Alasan menyimpan untuk tidak menympan harta di dunia ada dua, yaitu, pertama, demi alasan ekamanan, karena ngengat dan karat tidak akan memakannya. Juga aman dari pencuri. Jika kita menyelamatkan jiwa orang dan melayani dengan sungguh-sungguh, tidak aka nada suauatu yang perlu ditakutkan karean tidak aka nada yang mencurinya. Kedua, alasan keterikatan (ay 21). Jika kita perhatikan ay 22-23 kita melihat soal mata (penglihatan). Dikatakan di sana, “Mata adalah pelita tubuh. Jika matamu baik, teranglah seluruh tubuhmu; jika matamu jahat, gelaplah seluruh tubuhmu. Jadi jika terang yang ada padamu gelap, betapa gelapnya kegelapan itu.” Apa artinya adalah bahwa mata rohani sebagai penentu orientasi hidup kita. Hal ini kita lakukan dengan mengarahkan mata kita benar-benar tertuju kepada Allah. Kemudian melihat apa yang paling menarik dari mata kita. Waktu kita mahasiswa, kita tidak terlalu peduli merk kameja atau merk handphone, tetapi ketika alumni hal ini menjadi perhatian kita dan menjadi orientasi kita Kemudian, penglihatan menunjukkan kepada kita jalan yang harus kita tempuh. Oleh sebab itu penulis Matius mengatakan betapa pentingnya mata rohani untuk menentukan orientasi hidup manusia. Paulus berkata dalam Ef 1:18, “Dan supaya Ia menjadikan mata hatimu terang, agar kamu mengerti pengharapan apakah yang terkandung dalam panggilan-Nya: betapa kayanya kemuliaan bagian yang ditentukan-Nya bagi orang-orang kudus.” Bagaimana kita memfokuskan kita dan mata kita bukan pada hal-hal yang bersifat glamor dan hanya melihat indahnya dunia ini tetapi kepada Allah. Hal ini tidak gampang. Mari mengorientasikan hidup kita kepada kebutuhan bukan kepentingan atau keinginan agar kita tidak tejebak dalam hamoraon yang tidak alkitabiah. Dan kita juga tidak menghargai orang karena dia kaya atau miskin tetapi karena dia adalah pribadi yang mencintai dan takut akan Tuhan.

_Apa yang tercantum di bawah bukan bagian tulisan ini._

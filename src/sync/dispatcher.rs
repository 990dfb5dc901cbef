use std::collections::BTreeSet;
use std::future::Future;
use std::sync::atomic::AtomicBool;
use std::sync::atomic::Ordering;
use std::sync::Arc;

use bytes::Bytes;
use parking_lot::RwLock;
use tokio::sync::watch;
use tracing::debug;
use tracing::error;
use tracing::info;
use tracing::trace;
use tracing::warn;

use crate::client::CoordinationClient;
use crate::client::Notification;
use crate::client::NotificationReceiver;
use crate::client::SessionState;
use crate::client::Stat;
use crate::client::WatchedEvent;
use crate::client::WatchedEventKind;
use crate::constants::ROOT_PATH;
use crate::event::EventBus;
use crate::path::get_parent;
use crate::path::join;
use crate::utils::async_task::task_with_timeout_and_exponential_backoff;
use crate::Error;
use crate::Event;
use crate::Mirror;
use crate::Result;
use crate::RetryPolicies;

enum Flow {
    Continue,
    Stop,
}

/// Which retry policy a remote read runs under
#[derive(Debug, Clone, Copy, PartialEq, Eq)]
enum Phase {
    /// Bounded by `retry.initial_load`; failure is reported to `watch()`
    InitialLoad,
    /// Watch re-registration; connectivity errors are retried until the
    /// session expires or the dispatcher shuts down
    Rearm,
}

/// Single writer of the mirror.
///
/// Consumes the session's notification stream one item at a time. Every
/// branch that leaves a path mirrored re-reads it with `watch = true`, which
/// re-arms the one-shot watch that just fired.
pub(crate) struct Dispatcher<C>
where C: CoordinationClient
{
    client: Arc<C>,
    mirror: Arc<RwLock<Mirror>>,
    bus: Arc<EventBus>,
    expired: Arc<AtomicBool>,
    retry: RetryPolicies,

    notifications: NotificationReceiver,

    // Shutdown signal
    shutdown_signal: watch::Receiver<()>,
}

impl<C> Dispatcher<C>
where C: CoordinationClient
{
    pub(crate) fn new(
        client: Arc<C>,
        mirror: Arc<RwLock<Mirror>>,
        bus: Arc<EventBus>,
        expired: Arc<AtomicBool>,
        retry: RetryPolicies,
        notifications: NotificationReceiver,
        shutdown_signal: watch::Receiver<()>,
    ) -> Self {
        Self {
            client,
            mirror,
            bus,
            expired,
            retry,
            notifications,
            shutdown_signal,
        }
    }

    /// Initial top-down traversal from the root.
    pub(crate) async fn load(&mut self) -> Result<()> {
        info!(session_id = self.client.session_id(), "Initial mirror load started");

        if let Err(e) = self.appear(ROOT_PATH, Phase::InitialLoad).await {
            if matches!(e, Error::SessionExpired) {
                self.expire();
            }
            return Err(e);
        }

        let mirror = self.mirror.read();
        if !mirror.contains(ROOT_PATH) {
            return Err(Error::Fatal("root node missing after initial load".to_string()));
        }
        info!(nodes = mirror.len(), "Initial mirror load completed");
        Ok(())
    }

    /// Withdraws whatever a failed load managed to mirror, announcing each
    /// node as deleted, deepest first.
    pub(crate) fn reset(&self) {
        self.disappear(ROOT_PATH);
    }

    /// Gives the notification stream back so a later `watch()` can retry.
    pub(crate) fn into_notifications(self) -> NotificationReceiver {
        self.notifications
    }

    pub(crate) async fn run(mut self) {
        debug!("Mirror dispatcher started");
        let mut shutdown_signal = self.shutdown_signal.clone();

        loop {
            let notification = tokio::select! {
                // Use biased to ensure branch order
                biased;
                _ = shutdown_signal.changed() => {
                    debug!("Mirror dispatcher received shutdown signal");
                    break;
                }
                notification = self.notifications.recv() => notification,
            };
            let Some(notification) = notification else {
                warn!("Notification channel closed unexpectedly");
                break;
            };

            // Re-arm reads may retry for as long as the service is unreachable
            let outcome = tokio::select! {
                biased;
                _ = shutdown_signal.changed() => {
                    debug!("Mirror dispatcher interrupted by shutdown signal");
                    break;
                }
                outcome = self.handle(notification) => outcome,
            };
            match outcome {
                Ok(Flow::Continue) => {}
                Ok(Flow::Stop) => break,
                Err(Error::SessionExpired) => {
                    self.expire();
                    break;
                }
                Err(e) => {
                    error!(error = %e, "Failed to process notification");
                }
            }
        }

        debug!("Mirror dispatcher stopped");
    }

    async fn handle(
        &self,
        notification: Notification,
    ) -> Result<Flow> {
        match notification {
            Notification::Session(SessionState::Expired) => {
                self.expire();
                return Ok(Flow::Stop);
            }
            Notification::Session(SessionState::Disconnected) => {
                warn!(session_id = self.client.session_id(), "Session disconnected");
            }
            Notification::Session(SessionState::SyncConnected) => {
                info!(session_id = self.client.session_id(), "Session reconnected");
            }
            Notification::Node(WatchedEvent { kind, path }) => {
                debug!(?kind, %path, "Watch notification");
                match kind {
                    WatchedEventKind::NodeCreated => self.on_node_created(&path).await?,
                    WatchedEventKind::NodeChildrenChanged => self.on_children_changed(&path).await?,
                    WatchedEventKind::NodeDataChanged => self.on_data_changed(&path).await?,
                    WatchedEventKind::NodeDeleted => self.on_node_deleted(&path),
                }
            }
        }
        Ok(Flow::Continue)
    }

    async fn on_node_created(
        &self,
        path: &str,
    ) -> Result<()> {
        if self.is_mirrored(path) {
            // Recreated before the deletion was observed
            return self.on_data_changed(path).await;
        }
        if get_parent(path).is_some_and(|parent| self.is_mirrored(parent)) {
            self.appear(path, Phase::Rearm).await?;
        }
        Ok(())
    }

    async fn on_children_changed(
        &self,
        path: &str,
    ) -> Result<()> {
        if !self.is_mirrored(path) {
            return Ok(());
        }

        let remote: BTreeSet<String> = match self.fetch_children(path, Phase::Rearm).await {
            Ok(children) => children.into_iter().collect(),
            Err(Error::NotFound(_)) => {
                self.disappear(path);
                return Ok(());
            }
            Err(e) => return Err(e),
        };

        // Child count and cversion moved; not an update
        if let Some(stat) = self.fetch_stat(path).await? {
            self.mirror.write().refresh_stat(path, stat);
        }

        let known = self
            .mirror
            .read()
            .get(path)
            .map(|n| n.children.clone())
            .unwrap_or_default();

        for gone in known.difference(&remote) {
            self.disappear(&join(path, gone));
        }
        for added in remote.difference(&known) {
            self.appear(&join(path, added), Phase::Rearm).await?;
        }
        Ok(())
    }

    async fn on_data_changed(
        &self,
        path: &str,
    ) -> Result<()> {
        if !self.is_mirrored(path) {
            return Ok(());
        }

        match self.fetch_data(path, Phase::Rearm).await {
            Ok((data, stat)) => {
                let changed = self.mirror.write().update(path, data, stat);
                if changed {
                    self.bus.publish(Event::update(path));
                } else {
                    trace!(path, "Data notification without change");
                }
                Ok(())
            }
            Err(Error::NotFound(_)) => {
                self.disappear(path);
                Ok(())
            }
            Err(e) => Err(e),
        }
    }

    /// Ends the lifecycle of `path` without asking whether it still exists:
    /// a node re-created in the meantime is a new lifecycle, brought back by
    /// the `NodeChildrenChanged` already queued for its parent.
    fn on_node_deleted(
        &self,
        path: &str,
    ) {
        if self.is_mirrored(path) {
            self.disappear(path);
        }
    }

    /// Mirrors `path` and everything below it that exists remotely.
    ///
    /// Depth-first with an explicit stack: a node is inserted and announced
    /// before any of its descendants, siblings in lexicographic order.
    async fn appear(
        &self,
        path: &str,
        phase: Phase,
    ) -> Result<()> {
        let mut stack = vec![path.to_string()];

        while let Some(current) = stack.pop() {
            if self.is_mirrored(&current) {
                continue;
            }

            let (data, stat) = match self.fetch_data(&current, phase).await {
                Ok(v) => v,
                Err(Error::NotFound(_)) => {
                    trace!(path = %current, "Node vanished before it could be mirrored");
                    continue;
                }
                Err(e) => return Err(e),
            };

            let inserted = self.mirror.write().insert(&current, data, stat);
            if !inserted {
                trace!(path = %current, "Parent no longer mirrored; skipping");
                continue;
            }
            self.bus.publish(Event::add(current.clone()));

            let children = match self.fetch_children(&current, phase).await {
                Ok(children) => children,
                // Its NodeDeleted notification is already queued
                Err(Error::NotFound(_)) => continue,
                Err(e) => return Err(e),
            };
            for child in children.iter().rev() {
                stack.push(join(&current, child));
            }
        }
        Ok(())
    }

    /// Removes `path` and its mirrored descendants, deepest first.
    fn disappear(
        &self,
        path: &str,
    ) {
        let doomed = self.mirror.read().post_order(path);
        for p in doomed {
            let removed = self.mirror.write().remove_leaf(&p);
            if removed {
                self.bus.publish(Event::delete(p));
            }
        }
    }

    fn expire(&self) {
        if self.expired.swap(true, Ordering::SeqCst) {
            return;
        }
        let dropped = {
            let mut mirror = self.mirror.write();
            let len = mirror.len();
            mirror.clear();
            len
        };
        warn!(
            session_id = self.client.session_id(),
            dropped, "Session expired; mirror invalidated"
        );
        self.bus.publish_session_expired();
    }

    fn is_mirrored(
        &self,
        path: &str,
    ) -> bool {
        self.mirror.read().contains(path)
    }

    async fn fetch_data(
        &self,
        path: &str,
        phase: Phase,
    ) -> Result<(Bytes, Stat)> {
        let client = &self.client;
        self.with_retry(path, phase, || async move {
            client.get_data(path, true).await.map_err(Error::from)
        })
        .await
    }

    async fn fetch_children(
        &self,
        path: &str,
        phase: Phase,
    ) -> Result<Vec<String>> {
        let client = &self.client;
        self.with_retry(path, phase, || async move {
            client.get_children(path, true).await.map_err(Error::from)
        })
        .await
    }

    async fn fetch_stat(
        &self,
        path: &str,
    ) -> Result<Option<Stat>> {
        let client = &self.client;
        self.with_retry(path, Phase::Rearm, || async move {
            client.exists(path, false).await.map_err(Error::from)
        })
        .await
    }

    /// Runs a remote read under the policy of `phase`.
    ///
    /// A watch that already fired is only re-registered by this read, so in
    /// the re-arm phase an exhausted policy starts over instead of giving up.
    /// Non-retryable errors, `SessionExpired` included, end the loop.
    async fn with_retry<T, F, Fut>(
        &self,
        path: &str,
        phase: Phase,
        mut read: F,
    ) -> Result<T>
    where
        F: FnMut() -> Fut,
        Fut: Future<Output = Result<T>>,
    {
        match phase {
            Phase::InitialLoad => {
                task_with_timeout_and_exponential_backoff(read, self.retry.initial_load).await
            }
            Phase::Rearm => loop {
                match task_with_timeout_and_exponential_backoff(&mut read, self.retry.rearm).await {
                    Err(Error::RetryExhausted { attempts, last }) => {
                        error!(
                            path,
                            attempts,
                            error = %last,
                            "Watch re-registration still failing; starting over"
                        );
                    }
                    other => return other,
                }
            },
        }
    }
}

Nilai hidup menentukan cara kita memandang kehidupan (23b). Bayangkan sedang mengendarai mobil di tengah hutan di mana bola lampunya semua putus. Kita terjebak tanpa arah dan tidak bisa bergerak. Di dalam diri kita ada terang dan jika menjadi padam maka betapa gelaplah hidup kita. Oleh sebab itu jangan sampai mata kita lebih tajam melihat glamornya dunia dari pada melihat hal-hal yang Tuhan tunjukkan kepada kita.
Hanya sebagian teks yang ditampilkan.